Blind people kissing brain surgeons while celestial choirs well up in the background occurs in both Dark Victory and Magnificent Obsession, while blind people using their enhanced sense of smell and sound to overcome murderers is the theme of Wait Until Dark, See No Evil, Blind Fury and Jennifer 8. A variation on this theme can be spotted in Scent of a Woman, where Al Pacino can actually hear Chris O'Donnell executing a mock salute in his direction, and in Blind Rage, where three of the blind bank robbers hired to knock over that financial institution in downtown Manila can tell how much they are being paid by taking the roll of $100 bills and riffling it past their ears. Seemingly, the blind can hear the difference between Alexander Hamilton, Andrew Jackson, Ulysses S. Grant and Benjamin Franklin. Good thing they didn't get paid in Kruger-rands or Swiss francs; word has it that those currencies all sound the same. And Philippine money is not yet available in Braille form.
But I digress.
The current staple of most recent films about blind people is the obligatory scene in which the blind person gets to drive a car. Audiences found it so incredibly funny to watch the blind Richard Pryor steer a police car while the deaf Gene Wilder gave him directions in See No Evil, Hear No Evil that the vignette was repackaged in Blind Fury, where the blind Rutger Hauer drives a van while a youthful companion gives him directions. That worked so well that the scene was repackaged in Scent of a Woman, where the blind Al Pacino goes racing through the streets of Brooklyn in a Ferrari he's managed to borrow from a car dealer, while his youthful companion, Chris O'Donnell, gives him directions. That scene worked so well that it was repackaged in the Australian film Proof, where the blind photographer drives the getaway car after his youthful companion is beaten up by thugs at a drive-in.

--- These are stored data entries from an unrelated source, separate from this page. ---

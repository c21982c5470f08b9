use std::net::{Ipv4Addr, TcpListener};

/// Ask the OS for a free TCP port on the loopback interface.
///
/// The listener is released before returning, so another process may claim
/// the port before influxd binds it. That window is small and accepted.
pub fn find_free_port() -> std::io::Result<u16> {
    let listener = TcpListener::bind((Ipv4Addr::LOCALHOST, 0))?;
    Ok(listener.local_addr()?.port())
}

/// Keep `port` unless it is 0, in which case allocate one.
pub fn resolve_port(port: u16) -> std::io::Result<u16> {
    if port == 0 { find_free_port() } else { Ok(port) }
}
fn config_for(exe: &Path, timeout: Duration) -> ServerConfig {
    InfluxServer::builder()
        .executable(exe)
        .timeout(timeout)
        .echo_output(false)
        .build()
        .unwrap()
}

fn read_pid(dir: &Path) -> u32 {
    std::fs::read_to_string(dir.join("pid"))
        .unwrap()
        .trim()
        .parse()
        .unwrap()
}

/// Whether `pid` is alive; zombies awaiting reaping count as gone
fn process_alive(pid: u32) -> bool {
    let mut system = System::new();
    let target = Pid::from_u32(pid);
    system.refresh_processes_specifics(
        ProcessesToUpdate::Some(&[target]),
        true,
        ProcessRefreshKind::nothing(),
    );
    system
        .process(target)
        .is_some_and(|p| !matches!(p.status(), ProcessStatus::Zombie | ProcessStatus::Dead))
}

async fn wait_until<F: Fn() -> bool>(condition: F) -> bool {
    for _ in 0..50 {
        if condition() {
            return true;
        }
        tokio::time::sleep(Duration::from_millis(100)).await;
    }
    false
}

fn python3_available() -> bool {
    std::process::Command::new("python3")
        .arg("--version")
        .output()
        .is_ok_and(|out| out.status.success())
}

/// Plain HTTP/1.0 GET of `/`, returning the response body
async fn http_get(url: &str) -> String {
    let addr = url.trim_start_matches("http://");
    let mut stream = TcpStream::connect(addr).await.unwrap();
    stream
        .write_all(b"GET / HTTP/1.0\r\nHost: localhost\r\n\r\n")
        .await
        .unwrap();
    let mut response = String::new();
    stream.read_to_string(&mut response).await.unwrap();
    response
        .split_once("\r\n\r\n")
        .map(|(_, body)| body.to_string())
        .unwrap_or_default()
}

#[derive(Debug)]
struct CountingSource {
    exe: PathBuf,
    calls: AtomicUsize,
}

impl ExecutableSource for CountingSource {
    fn executable(&self) -> Result<PathBuf, InfluxError> {
        self.calls.fetch_add(1, Ordering::SeqCst);
        Ok(self.exe.clone())
    }
}

async fn wait_until_gone(pid: u32) -> bool {
    for _ in 0..50 {
        if !process_alive(pid) {
            return true;
        }
        tokio::time::sleep(Duration::from_millis(100)).await;
    }
    false
}

#[tokio::test]
async fn test_start_and_close_lifecycle() {
    init_tracing();
    let bin = TempDir::new().unwrap();
    let server = InfluxServer::new(config_for(&ready_influxd(bin.path()), Duration::from_secs(10)));

    server.start().await.unwrap();
    assert!(server.is_running().await);
    assert_ne!(server.port(), 0);
    assert_eq!(server.url(), format!("http://127.0.0.1:{}", server.port()));

    let root = server.scratch_dir().await.unwrap();
    for sub in ["meta", "data", "wal"] {
        assert!(root.join(sub).is_dir(), "{sub} missing");
    }
    let conf = std::fs::read_to_string(root.join("influxd.conf")).unwrap();
    assert!(conf.contains(&format!(":{}", server.port())));

    let pid = server.pid().await.unwrap();
    assert_eq!(read_pid(bin.path()), pid);

    server.close().await.unwrap();
    assert!(!server.is_running().await);
    assert!(server.pid().await.is_none());
    assert!(!root.exists());
    assert!(wait_until_gone(pid).await);
}

#[tokio::test]
async fn test_start_is_idempotent() {
    init_tracing();
    let bin = TempDir::new().unwrap();
    let server = Arc::new(InfluxServer::new(config_for(
        &ready_influxd(bin.path()),
        Duration::from_secs(10),
    )));

    let (a, b) = tokio::join!(server.start(), server.start());
    a.unwrap();
    b.unwrap();
    let pid = server.pid().await.unwrap();
    let root = server.scratch_dir().await.unwrap();

    server.start().await.unwrap();
    assert_eq!(server.pid().await, Some(pid));
    assert_eq!(server.scratch_dir().await, Some(root));

    server.close().await.unwrap();
    server.close().await.unwrap();
}

#[tokio::test]
async fn test_restart_reuses_port_with_fresh_scratch_dir() {
    init_tracing();
    let bin = TempDir::new().unwrap();
    let server = InfluxServer::new(config_for(&ready_influxd(bin.path()), Duration::from_secs(10)));

    server.start().await.unwrap();
    let port = server.port();
    let first = server.scratch_dir().await.unwrap();
    server.close().await.unwrap();
    assert!(!first.exists());

    server.start().await.unwrap();
    let second = server.scratch_dir().await.unwrap();
    assert_eq!(server.port(), port);
    assert_ne!(first, second);
    assert!(second.join("data").is_dir());

    server.close().await.unwrap();
}

#[tokio::test]
async fn test_concurrent_servers_are_isolated() {
    init_tracing();
    let bin_a = TempDir::new().unwrap();
    let bin_b = TempDir::new().unwrap();
    let a = InfluxServer::new(config_for(&ready_influxd(bin_a.path()), Duration::from_secs(10)));
    let b = InfluxServer::new(config_for(&ready_influxd(bin_b.path()), Duration::from_secs(10)));

    let (ra, rb) = tokio::join!(a.start(), b.start());
    ra.unwrap();
    rb.unwrap();

    assert_ne!(a.port(), b.port());
    assert_ne!(a.scratch_dir().await, b.scratch_dir().await);
    assert_ne!(a.pid().await, b.pid().await);

    let (ca, cb) = tokio::join!(a.close(), b.close());
    ca.unwrap();
    cb.unwrap();
}

#[tokio::test]
async fn test_explicit_port_is_written_to_config() {
    init_tracing();
    let bin = TempDir::new().unwrap();
    let port = embedded_influx::ports::find_free_port().unwrap();
    let config = InfluxServer::builder()
        .executable(ready_influxd(bin.path()))
        .port(port)
        .timeout(Duration::from_secs(10))
        .echo_output(false)
        .build()
        .unwrap();
    let server = InfluxServer::new(config);

    server.start().await.unwrap();
    assert_eq!(server.port(), port);
    let conf = std::fs::read_to_string(server.scratch_dir().await.unwrap().join("influxd.conf"))
        .unwrap();
    assert!(conf.contains(&format!("\":{port}\"")));
    server.close().await.unwrap();
}

#[tokio::test]
async fn test_startup_timeout_kills_process() {
    init_tracing();
    let bin = TempDir::new().unwrap();
    let exe = fake_influxd(
        bin.path(),
        r#"echo $$ > "$(dirname "$0")/pid"
echo 'lvl=info msg="still booting"' >&2
exec sleep 60"#,
    );
    let server = InfluxServer::new(config_for(&exe, Duration::from_millis(500)));

    let err = server.start().await.unwrap_err();
    assert!(
        matches!(err, InfluxError::StartupTimeout(d) if d == Duration::from_millis(500)),
        "{err:?}"
    );
    assert!(!server.is_running().await);
    assert!(server.pid().await.is_none());
    assert!(server.scratch_dir().await.is_none());
    assert!(wait_until_gone(read_pid(bin.path())).await);

    // Closing a server that never came up is fine
    server.close().await.unwrap();
}

#[tokio::test]
async fn test_exit_before_ready_is_reported() {
    init_tracing();
    let bin = TempDir::new().unwrap();
    let exe = fake_influxd(
        bin.path(),
        r#"echo 'run: open server: listen tcp: address already in use' >&2
exit 1"#,
    );
    let server = InfluxServer::new(config_for(&exe, Duration::from_secs(10)));

    let err = server.start().await.unwrap_err();
    match err {
        InfluxError::ExitedBeforeReady { status } => {
            if let Some(status) = status {
                assert!(!status.success());
            }
        }
        other => panic!("unexpected error: {other:?}"),
    }
    assert!(!server.is_running().await);
    assert!(server.scratch_dir().await.is_none());
}

#[tokio::test]
async fn test_term_resistant_process_is_killed_on_close() {
    init_tracing();
    let bin = TempDir::new().unwrap();
    let exe = fake_influxd(
        bin.path(),
        &format!(
            r#"trap '' TERM
{READY}
while true; do sleep 1; done"#
        ),
    );
    let server = InfluxServer::new(config_for(&exe, Duration::from_secs(10)));

    server.start().await.unwrap();
    let pid = server.pid().await.unwrap();

    server.close().await.unwrap();
    assert!(wait_until_gone(pid).await);
}

#[tokio::test]
async fn test_output_is_echoed_and_runs_next_to_binary() {
    init_tracing();
    let bin = TempDir::new().unwrap();
    let exe = fake_influxd(
        bin.path(),
        &format!(
            r#"echo "cwd=$(pwd)" >&2
{READY}
exec sleep 60"#
        ),
    );
    let (writer, mut reader) = tokio::io::duplex(64 * 1024);
    let config = InfluxServer::builder()
        .executable(&exe)
        .timeout(Duration::from_secs(10))
        .build()
        .unwrap();
    let server = InfluxServer::with_output(config, ServerOutput::new(Box::new(writer)));

    server.start().await.unwrap();
    server.close().await.unwrap();
    drop(server);

    let mut echoed = String::new();
    tokio::time::timeout(Duration::from_secs(5), reader.read_to_string(&mut echoed))
        .await
        .unwrap()
        .unwrap();

    let cwd = echoed
        .lines()
        .find_map(|l| l.strip_prefix("cwd="))
        .unwrap();
    assert_eq!(
        std::fs::canonicalize(cwd).unwrap(),
        std::fs::canonicalize(bin.path()).unwrap()
    );
    assert!(echoed.contains("Listening for signals"));
}

#[tokio::test]
async fn test_drop_kills_running_process() {
    init_tracing();
    let bin = TempDir::new().unwrap();
    let server = InfluxServer::new(config_for(&ready_influxd(bin.path()), Duration::from_secs(10)));

    server.start().await.unwrap();
    let pid = server.pid().await.unwrap();
    drop(server);

    assert!(wait_until_gone(pid).await);
}

#[tokio::test]
async fn test_registry_restarts_scope_on_same_port() {
    init_tracing();
    let bin = TempDir::new().unwrap();
    let registry = ServerRegistry::new(config_for(
        &ready_influxd(bin.path()),
        Duration::from_secs(10),
    ));

    let first = registry.before_each("SuiteA").await.unwrap();
    let port = first.port();
    registry.after_each("SuiteA").await.unwrap();
    assert!(!first.is_running().await);

    let second = registry.before_each("SuiteA").await.unwrap();
    assert!(Arc::ptr_eq(&first, &second));
    assert_eq!(second.port(), port);
    assert!(second.is_running().await);

    registry.close_all().await.unwrap();
    assert!(!second.is_running().await);
    assert!(registry.scopes().is_empty());
}

#[tokio::test]
async fn test_non_utf8_output_is_tolerated() {
    init_tracing();
    let bin = TempDir::new().unwrap();
    let exe = fake_influxd(
        bin.path(),
        &format!(
            r#"printf 'caf\351\n' >&2
{READY}
printf 'caf\351\n' >&2
sleep 1
echo 'lvl=info msg="still serving"' >&2
touch "$(dirname "$0")/alive"
exec sleep 60"#
        ),
    );
    let (writer, mut reader) = tokio::io::duplex(64 * 1024);
    let config = InfluxServer::builder()
        .executable(&exe)
        .timeout(Duration::from_secs(10))
        .build()
        .unwrap();
    let server = InfluxServer::with_output(config, ServerOutput::new(Box::new(writer)));

    server.start().await.unwrap();

    // Writing to stderr after the bad bytes must not kill the child
    let alive = bin.path().join("alive");
    assert!(wait_until(|| alive.exists()).await);
    assert!(server.is_running().await);

    server.close().await.unwrap();
    drop(server);

    let mut echoed = String::new();
    tokio::time::timeout(Duration::from_secs(5), reader.read_to_string(&mut echoed))
        .await
        .unwrap()
        .unwrap();
    assert!(echoed.contains("caf\u{FFFD}"));
    assert!(echoed.contains("still serving"));
}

On one level, it is possible to look at all these movies where blind people get to drive cars, and conclude that Hollywood is merely adhering to another tired formula, where every movie about blind people is simply a rip off of the last movie about blind people. But this jaundiced attitude ignores the important role that motion pictures play in bringing to the screen visually arresting images of the movie-going public's deepest fears. Subliminally, each of these films expresses the public's gnawing fear that the highways have not only been taken over by people who drive like they are blind, but by people who are, in fact, blind. Or Australian. When you think about it, this is kind of scary.